Concatenation complete. Check 'all-text.txt' for the result.


**personal** files only

In [7]:
filenames = ["final_txt/notes_icloud.txt","final_txt/notes_local.txt"]

with open("personal-text.txt", "w") as new_file:
    for name in filenames:
        with open(name) as f:
            for line in f:
                new_file.write(line)
            new_file.write("\n")

print("Concatenation complete. Check 'personal-text.txt' for the result.")

Concatenation complete. Check 'personal-text.txt' for the result.


**academic + work** files only

In [8]:
filenames = ["final_txt/itp.txt","final_txt/umg.txt","final_txt/usc.txt"]

with open("acad-text.txt", "w") as new_file:
    for name in filenames:
        with open(name) as f:
            for line in f:
                new_file.write(line)
            new_file.write("\n")

print("Concatenation complete. Check 'acad-text.txt' for the result.")

Concatenation complete.
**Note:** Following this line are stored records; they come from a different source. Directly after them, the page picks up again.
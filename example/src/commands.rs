use std::cell::RefCell;
use std::rc::Rc;
use std::time::Duration;

use robot_command::command::builtin::{LogCommand, WaitCommand};
use robot_command::command::group::SequentialCommand;
use robot_command::command::Command;
use robot_command::sequence;
use robot_command::subsystem::SubsystemRefExt;
use robot_command::{CommandResult, SubsystemRef};

use crate::robot::OperatorInput;
use crate::subsystems::drivetrain::Drivetrain;

/// Default drivetrain behavior: follow the joystick, with a deadband so the
/// drive doesn't creep on a slightly off-center stick.
pub struct DriveWithJoystickCommand {
    drivetrain: Rc<RefCell<Drivetrain>>,
    input: Rc<OperatorInput>,
    requirements: Vec<SubsystemRef>,
}

impl DriveWithJoystickCommand {
    pub fn new(drivetrain: Rc<RefCell<Drivetrain>>, input: Rc<OperatorInput>) -> Self {
        Self {
            requirements: vec![SubsystemRef::from(drivetrain.clone())],
            drivetrain,
            input,
        }
    }
}

impl Command for DriveWithJoystickCommand {
    fn name(&self) -> &str {
        "DriveWithJoystick"
    }

    fn get_requirements(&self) -> &[SubsystemRef] {
        &self.requirements
    }

    fn step(&mut self) -> CommandResult<bool> {
        let raw = self.input.axis.get();
        let deadband = self.drivetrain.borrow().deadband();
        let demand = if raw.abs() < deadband { 0.0 } else { raw };
        self.drivetrain.borrow_mut().drive(demand);
        Ok(false)
    }

    fn end(&mut self, _interrupted: bool) -> CommandResult {
        self.drivetrain.borrow_mut().stop();
        Ok(())
    }
}

/// Brake routine bound to the operator's A button: stop the drive and hold it
/// for a moment before the joystick default takes back over.
pub fn brake_routine(drivetrain: &Rc<RefCell<Drivetrain>>) -> SequentialCommand {
    let stop = drivetrain
        .run_once({
            let drivetrain = drivetrain.clone();
            move || {
                drivetrain.borrow_mut().stop();
                Ok(())
            }
        })
        .with_name("Brake");
    sequence![
        LogCommand::new("operator brake engaged"),
        stop,
        WaitCommand::new(Duration::from_millis(200)),
    ]
    .with_name("BrakeRoutine")
}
Check 'acad-text.txt' for the result.


Realizing after that I probably should have just done this with one big loop instead of three separate ones, but it's okay.

#### Now to train the model on my text:

In [None]:
import sys
!{sys.executable} -m pip install datasets

In [41]:
import datasets

In [42]:
training_data = datasets.load_dataset('text', data_files="all-text.txt")

In [43]:
tokenizer.pad_token = tokenizer.eos_token
tokenized_training_data = training_data.map(
    lambda x: tokenizer(x['text']),
    remove_columns=["text"]
)

In [44]:
block_size = 64

def group_texts(examples):
    concatenated_examples = {k: sum(examples[k], []) for k in examples.keys()}
    total_length = len(concatenated_examples[list(examples.keys())[0]])
    total_length = (total_length // block_size) * block_size
    result = {
        k: [t[i : i + block_size] for i in range(0, total_length, block_size)]
        for k, t in concatenated_examples.items()
    }
    result["labels"] = result["input_ids"].copy()
    return result
lm_training_data = tokenized_training_data.map(
    group_texts,
    batched=True,
    batch_size=200
)

In [45]:
from transformers import Trainer, TrainingArguments

In [46]:
trainer = Trainer(model=model,
                  train_dataset=lm_training_data['train'],
                  args=TrainingArguments(
                      output_dir='distilgpt2-finetune-erotic',
                      num_train_epochs=40,
                      do_train=True,
                      do_eval=False,
                  ),
                  tokenizer=tokenizer)

In [None]:
trainer.train()

In [None]:
model.to('cpu')

***

#### Testing outputs for "note titles" in three ways:
* text with a line break
* text in all caps (since I do this often in my notes)
* text with colon after (to make it clear it's a title)

In [None]:
generated_text = generator("today\n", max_length=100, truncation=True)[0]['generated_text']

generated_text_corrected = generated_text.replace("-", "\n-").replace(":", ":\n").replace("*", "\n*")

print(generated_text_corrected)

In [None]:
generated_text = generator("THINGS TO DO", max_length=50, truncation=True)[0]['generated_text']

generated_text_corrected = generated_text.replace("-", "\n-").replace(":", ":\n").replace("*", "\n*")

print(generated_text_corrected)

In [None]:
generated_text = generator("food I have:", max_length=40, truncation=True)[0]['generated_text']

generated_text_corrected = generated_text.replace("-", "\n-").replace(":", ":\n").replace("*", "\n*")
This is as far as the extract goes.